Dataset entries
* * *

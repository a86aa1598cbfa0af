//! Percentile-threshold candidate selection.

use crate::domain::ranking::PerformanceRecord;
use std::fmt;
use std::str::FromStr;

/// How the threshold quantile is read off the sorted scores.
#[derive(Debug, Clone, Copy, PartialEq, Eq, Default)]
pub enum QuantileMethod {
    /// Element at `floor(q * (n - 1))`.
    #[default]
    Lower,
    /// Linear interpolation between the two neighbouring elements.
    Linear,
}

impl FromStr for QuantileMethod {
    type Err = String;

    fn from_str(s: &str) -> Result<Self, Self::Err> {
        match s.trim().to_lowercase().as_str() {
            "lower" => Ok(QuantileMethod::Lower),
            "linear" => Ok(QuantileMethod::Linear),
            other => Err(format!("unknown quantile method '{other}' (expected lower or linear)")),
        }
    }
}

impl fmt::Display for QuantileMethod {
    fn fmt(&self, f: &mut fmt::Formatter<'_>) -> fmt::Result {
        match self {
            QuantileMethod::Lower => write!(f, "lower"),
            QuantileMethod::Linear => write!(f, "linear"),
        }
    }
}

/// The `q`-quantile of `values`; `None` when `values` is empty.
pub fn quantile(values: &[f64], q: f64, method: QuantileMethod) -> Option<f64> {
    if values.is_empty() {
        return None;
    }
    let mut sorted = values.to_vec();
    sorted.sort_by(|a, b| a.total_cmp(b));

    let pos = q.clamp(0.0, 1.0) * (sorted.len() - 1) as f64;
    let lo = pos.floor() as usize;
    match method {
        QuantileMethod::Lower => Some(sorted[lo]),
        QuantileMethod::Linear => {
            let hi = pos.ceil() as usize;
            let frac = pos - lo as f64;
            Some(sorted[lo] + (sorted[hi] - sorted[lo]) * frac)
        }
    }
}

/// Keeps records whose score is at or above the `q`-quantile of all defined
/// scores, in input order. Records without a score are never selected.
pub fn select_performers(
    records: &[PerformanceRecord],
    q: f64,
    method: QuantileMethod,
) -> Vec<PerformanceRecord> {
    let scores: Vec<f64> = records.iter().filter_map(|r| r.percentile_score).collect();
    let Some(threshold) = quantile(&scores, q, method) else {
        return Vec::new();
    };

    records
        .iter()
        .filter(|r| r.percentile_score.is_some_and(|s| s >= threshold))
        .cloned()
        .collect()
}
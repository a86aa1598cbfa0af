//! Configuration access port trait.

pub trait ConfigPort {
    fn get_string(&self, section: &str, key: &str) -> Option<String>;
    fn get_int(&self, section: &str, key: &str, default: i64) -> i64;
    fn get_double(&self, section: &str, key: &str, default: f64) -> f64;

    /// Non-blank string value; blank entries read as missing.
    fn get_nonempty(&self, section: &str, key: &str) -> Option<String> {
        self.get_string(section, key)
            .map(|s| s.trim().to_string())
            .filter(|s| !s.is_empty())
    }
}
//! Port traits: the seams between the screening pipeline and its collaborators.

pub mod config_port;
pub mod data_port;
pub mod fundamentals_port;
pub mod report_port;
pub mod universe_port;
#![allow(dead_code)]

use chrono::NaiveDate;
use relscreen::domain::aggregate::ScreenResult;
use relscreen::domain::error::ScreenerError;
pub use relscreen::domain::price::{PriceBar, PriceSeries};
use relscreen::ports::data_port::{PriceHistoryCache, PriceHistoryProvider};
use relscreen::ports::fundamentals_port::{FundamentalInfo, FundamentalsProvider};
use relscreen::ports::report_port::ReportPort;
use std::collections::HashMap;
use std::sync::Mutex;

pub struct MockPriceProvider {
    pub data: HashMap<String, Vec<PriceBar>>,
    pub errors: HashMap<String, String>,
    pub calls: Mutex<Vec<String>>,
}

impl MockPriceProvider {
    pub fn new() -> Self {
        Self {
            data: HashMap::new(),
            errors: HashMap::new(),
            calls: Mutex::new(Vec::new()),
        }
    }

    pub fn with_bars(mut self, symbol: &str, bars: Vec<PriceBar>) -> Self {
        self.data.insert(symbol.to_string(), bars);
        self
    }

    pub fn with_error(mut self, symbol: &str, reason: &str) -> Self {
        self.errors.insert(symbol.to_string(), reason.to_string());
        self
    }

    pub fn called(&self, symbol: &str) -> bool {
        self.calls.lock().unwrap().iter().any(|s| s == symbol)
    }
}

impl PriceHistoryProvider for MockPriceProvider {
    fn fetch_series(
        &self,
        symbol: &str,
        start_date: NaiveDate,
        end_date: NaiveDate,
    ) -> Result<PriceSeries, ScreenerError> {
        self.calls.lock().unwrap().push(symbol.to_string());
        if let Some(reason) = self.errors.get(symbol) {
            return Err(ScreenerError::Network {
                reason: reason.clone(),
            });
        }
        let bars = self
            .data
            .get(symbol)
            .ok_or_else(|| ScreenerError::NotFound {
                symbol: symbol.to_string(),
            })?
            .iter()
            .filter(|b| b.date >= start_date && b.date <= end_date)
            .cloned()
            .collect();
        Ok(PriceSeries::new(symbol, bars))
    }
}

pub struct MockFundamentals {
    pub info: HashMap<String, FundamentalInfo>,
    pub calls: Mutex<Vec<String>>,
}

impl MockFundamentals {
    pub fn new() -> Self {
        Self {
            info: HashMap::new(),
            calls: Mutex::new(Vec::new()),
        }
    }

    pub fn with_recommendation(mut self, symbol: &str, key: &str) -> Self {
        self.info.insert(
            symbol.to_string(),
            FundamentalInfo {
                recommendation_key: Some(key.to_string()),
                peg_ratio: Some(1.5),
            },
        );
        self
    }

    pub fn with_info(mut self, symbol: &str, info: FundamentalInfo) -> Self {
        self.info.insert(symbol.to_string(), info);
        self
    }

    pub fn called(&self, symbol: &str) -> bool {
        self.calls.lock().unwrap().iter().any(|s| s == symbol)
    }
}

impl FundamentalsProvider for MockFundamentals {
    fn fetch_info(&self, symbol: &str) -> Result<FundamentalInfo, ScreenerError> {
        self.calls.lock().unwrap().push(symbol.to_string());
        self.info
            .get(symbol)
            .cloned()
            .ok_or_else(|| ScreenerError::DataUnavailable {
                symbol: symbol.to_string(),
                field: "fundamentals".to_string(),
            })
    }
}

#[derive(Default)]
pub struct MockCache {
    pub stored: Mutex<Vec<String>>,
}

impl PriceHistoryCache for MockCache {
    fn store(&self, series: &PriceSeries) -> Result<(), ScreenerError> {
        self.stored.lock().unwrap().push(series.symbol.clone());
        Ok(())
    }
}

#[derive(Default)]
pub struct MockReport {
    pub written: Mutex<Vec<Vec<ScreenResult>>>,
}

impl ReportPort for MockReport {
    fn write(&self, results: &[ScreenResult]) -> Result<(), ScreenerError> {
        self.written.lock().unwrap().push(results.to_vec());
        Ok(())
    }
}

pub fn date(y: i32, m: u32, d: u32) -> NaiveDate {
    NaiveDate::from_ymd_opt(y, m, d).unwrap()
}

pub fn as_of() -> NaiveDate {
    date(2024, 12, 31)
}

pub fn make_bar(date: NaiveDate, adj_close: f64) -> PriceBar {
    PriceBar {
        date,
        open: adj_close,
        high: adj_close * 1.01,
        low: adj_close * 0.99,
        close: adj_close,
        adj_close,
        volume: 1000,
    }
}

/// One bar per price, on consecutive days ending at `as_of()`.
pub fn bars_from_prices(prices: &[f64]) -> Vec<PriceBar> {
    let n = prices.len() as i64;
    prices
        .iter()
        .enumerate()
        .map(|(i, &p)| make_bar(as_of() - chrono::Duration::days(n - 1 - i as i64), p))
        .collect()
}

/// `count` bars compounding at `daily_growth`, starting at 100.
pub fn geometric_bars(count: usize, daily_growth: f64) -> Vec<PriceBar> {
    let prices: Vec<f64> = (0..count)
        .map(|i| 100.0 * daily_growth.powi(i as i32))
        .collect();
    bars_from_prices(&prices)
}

* * *

§ What you will do
Give back every line above, unchanged.

§ Task result
repository a86aa1598cbfa0af
//! Percentile-threshold candidate selection.

use crate::domain::ranking::PerformanceRecord;
use std::fmt;
use std::str::FromStr;

/// How the threshold quantile is read off the sorted scores.
#[derive(Debug, Clone, Copy, PartialEq, Eq, Default)]
pub enum QuantileMethod {
    /// Element at `floor(q * (n - 1))`.
    #[default]
    Lower,
    /// Linear interpolation between the two neighbouring elements.
    Linear,
}

impl FromStr for QuantileMethod {
    type Err = String;

    fn from_str(s: &str) -> Result<Self, Self::Err> {
        match s.trim().to_lowercase().as_str() {
            "lower" => Ok(QuantileMethod::Lower),
            "linear" => Ok(QuantileMethod::Linear),
            other => Err(format!("unknown quantile method '{other}' (expected lower or linear)")),
        }
    }
}

impl fmt::Display for QuantileMethod {
    fn fmt(&self, f: &mut fmt::Formatter<'_>) -> fmt::Result {
        match self {
            QuantileMethod::Lower => write!(f, "lower"),
            QuantileMethod::Linear => write!(f, "linear"),
        }
    }
}

/// The `q`-quantile of `values`; `None` when `values` is empty.
pub fn quantile(values: &[f64], q: f64, method: QuantileMethod) -> Option<f64> {
    if values.is_empty() {
        return None;
    }
    let mut sorted = values.to_vec();
    sorted.sort_by(|a, b| a.total_cmp(b));

    let pos = q.clamp(0.0, 1.0) * (sorted.len() - 1) as f64;
    let lo = pos.floor() as usize;
    match method {
        QuantileMethod::Lower => Some(sorted[lo]),
        QuantileMethod::Linear => {
            let hi = pos.ceil() as usize;
            let frac = pos - lo as f64;
            Some(sorted[lo] + (sorted[hi] - sorted[lo]) * frac)
        }
    }
}

/// Keeps records whose score is at or above the `q`-quantile of all defined
/// scores, in input order. Records without a score are never selected.
pub fn select_performers(
    records: &[PerformanceRecord],
    q: f64,
    method: QuantileMethod,
) -> Vec<PerformanceRecord> {
    let scores: Vec<f64> = records.iter().filter_map(|r| r.percentile_score).collect();
    let Some(threshold) = quantile(&scores, q, method) else {
        return Vec::new();
    };

    records
        .iter()
        .filter(|r| r.percentile_score.is_some_and(|s| s >= threshold))
        .cloned()
        .collect()
}
repository a86aa1598cbfa0af
//! Configuration access port trait.

pub trait ConfigPort {
    fn get_string(&self, section: &str, key: &str) -> Option<String>;
    fn get_int(&self, section: &str, key: &str, default: i64) -> i64;
    fn get_double(&self, section: &str, key: &str, default: f64) -> f64;

    /// Non-blank string value; blank entries read as missing.
    fn get_nonempty(&self, section: &str, key: &str) -> Option<String> {
        self.get_string(section, key)
            .map(|s| s.trim().to_string())
            .filter(|s| !s.is_empty())
    }
}
//! Port traits: the seams between the screening pipeline and its collaborators.

pub mod config_port;
pub mod data_port;
pub mod fundamentals_port;
pub mod report_port;
pub mod universe_port;
#![allow(dead_code)]

use chrono::NaiveDate;
use relscreen::domain::aggregate::ScreenResult;
use relscreen::domain::error::ScreenerError;
pub use relscreen::domain::price::{PriceBar, PriceSeries};
use relscreen::ports::data_port::{PriceHistoryCache, PriceHistoryProvider};
use relscreen::ports::fundamentals_port::{FundamentalInfo, FundamentalsProvider};
use relscreen::ports::report_port::ReportPort;
use std::collections::HashMap;
use std::sync::Mutex;

pub struct MockPriceProvider {
    pub data: HashMap<String, Vec<PriceBar>>,
    pub errors: HashMap<String, String>,
    pub calls: Mutex<Vec<String>>,
}

impl MockPriceProvider {
    pub fn new() -> Self {
        Self {
            data: HashMap::new(),
            errors: HashMap::new(),
            calls: Mutex::new(Vec::new()),
        }
    }

    pub fn with_bars(mut self, symbol: &str, bars: Vec<PriceBar>) -> Self {
        self.data.insert(symbol.to_string(), bars);
        self
    }

    pub fn with_error(mut self, symbol: &str, reason: &str) -> Self {
        self.errors.insert(symbol.to_string(), reason.to_string());
        self
    }

    pub fn called(&self, symbol: &str) -> bool {
        self.calls.lock().unwrap().iter().any(|s| s == symbol)
    }
}

impl PriceHistoryProvider for MockPriceProvider {
    fn fetch_series(
        &self,
        symbol: &str,
        start_date: NaiveDate,
        end_date: NaiveDate,
    ) -> Result<PriceSeries, ScreenerError> {
        self.calls.lock().unwrap().push(symbol.to_string());
        if let Some(reason) = self.errors.get(symbol) {
            return Err(ScreenerError::Network {
                reason: reason.clone(),
            });
        }
        let bars = self
            .data
            .get(symbol)
            .ok_or_else(|| ScreenerError::NotFound {
                symbol: symbol.to_string(),
            })?
            .iter()
            .filter(|b| b.date >= start_date && b.date <= end_date)
            .cloned()
            .collect();
        Ok(PriceSeries::new(symbol, bars))
    }
}

pub struct MockFundamentals {
    pub info: HashMap<String, FundamentalInfo>,
    pub calls: Mutex<Vec<String>>,
}

impl MockFundamentals {
    pub fn new() -> Self {
        Self {
            info: HashMap::new(),
            calls: Mutex::new(Vec::new()),
        }
    }

    pub fn with_recommendation(mut self, symbol: &str, key: &str) -> Self {
        self.info.insert(
            symbol.to_string(),
            FundamentalInfo {
                recommendation_key: Some(key.to_string()),
                peg_ratio: Some(1.5),
            },
        );
        self
    }

    pub fn with_info(mut self, symbol: &str, info: FundamentalInfo) -> Self {
        self.info.insert(symbol.to_string(), info);
        self
    }

    pub fn called(&self, symbol: &str) -> bool {
        self.calls.lock().unwrap().iter().any(|s| s == symbol)
    }
}

impl FundamentalsProvider for MockFundamentals {
    fn fetch_info(&self, symbol: &str) -> Result<FundamentalInfo, ScreenerError> {
        self.calls.lock().unwrap().push(symbol.to_string());
        self.info
            .get(symbol)
            .cloned()
            .ok_or_else(|| ScreenerError::DataUnavailable {
                symbol: symbol.to_string(),
                field: "fundamentals".to_string(),
            })
    }
}

#[derive(Default)]
pub struct MockCache {
    pub stored: Mutex<Vec<String>>,
}

impl PriceHistoryCache for MockCache {
    fn store(&self, series: &PriceSeries) -> Result<(), ScreenerError> {
        self.stored.lock().unwrap().push(series.symbol.clone());
        Ok(())
    }
}

#[derive(Default)]
pub struct MockReport {
    pub written: Mutex<Vec<Vec<ScreenResult>>>,
}

impl ReportPort for MockReport {
    fn write(&self, results: &[ScreenResult]) -> Result<(), ScreenerError> {
        self.written.lock().unwrap().push(results.to_vec());
        Ok(())
    }
}

pub fn date(y: i32, m: u32, d: u32) -> NaiveDate {
    NaiveDate::from_ymd_opt(y, m, d).unwrap()
}

pub fn as_of() -> NaiveDate {
    date(2024, 12, 31)
}

pub fn make_bar(date: NaiveDate, adj_close: f64) -> PriceBar {
    PriceBar {
        date,
        open: adj_close,
        high: adj_close * 1.01,
        low: adj_close * 0.99,
        close: adj_close,
        adj_close,
        volume: 1000,
    }
}

/// One bar per price, on consecutive days ending at `as_of()`.
pub fn bars_from_prices(prices: &[f64]) -> Vec<PriceBar> {
    let n = prices.len() as i64;
    prices
        .iter()
        .enumerate()
        .map(|(i, &p)| make_bar(as_of() - chrono::Duration::days(n - 1 - i as i64), p))
        .collect()
}

/// `count` bars compounding at `daily_growth`, starting at 100.
pub fn geometric_bars(count: usize, daily_growth: f64) -> Vec<PriceBar> {
    let prices: Vec<f64> = (0..count)
        .map(|i| 100.0 * daily_growth.powi(i as i32))
        .collect();
    bars_from_prices(&prices)
}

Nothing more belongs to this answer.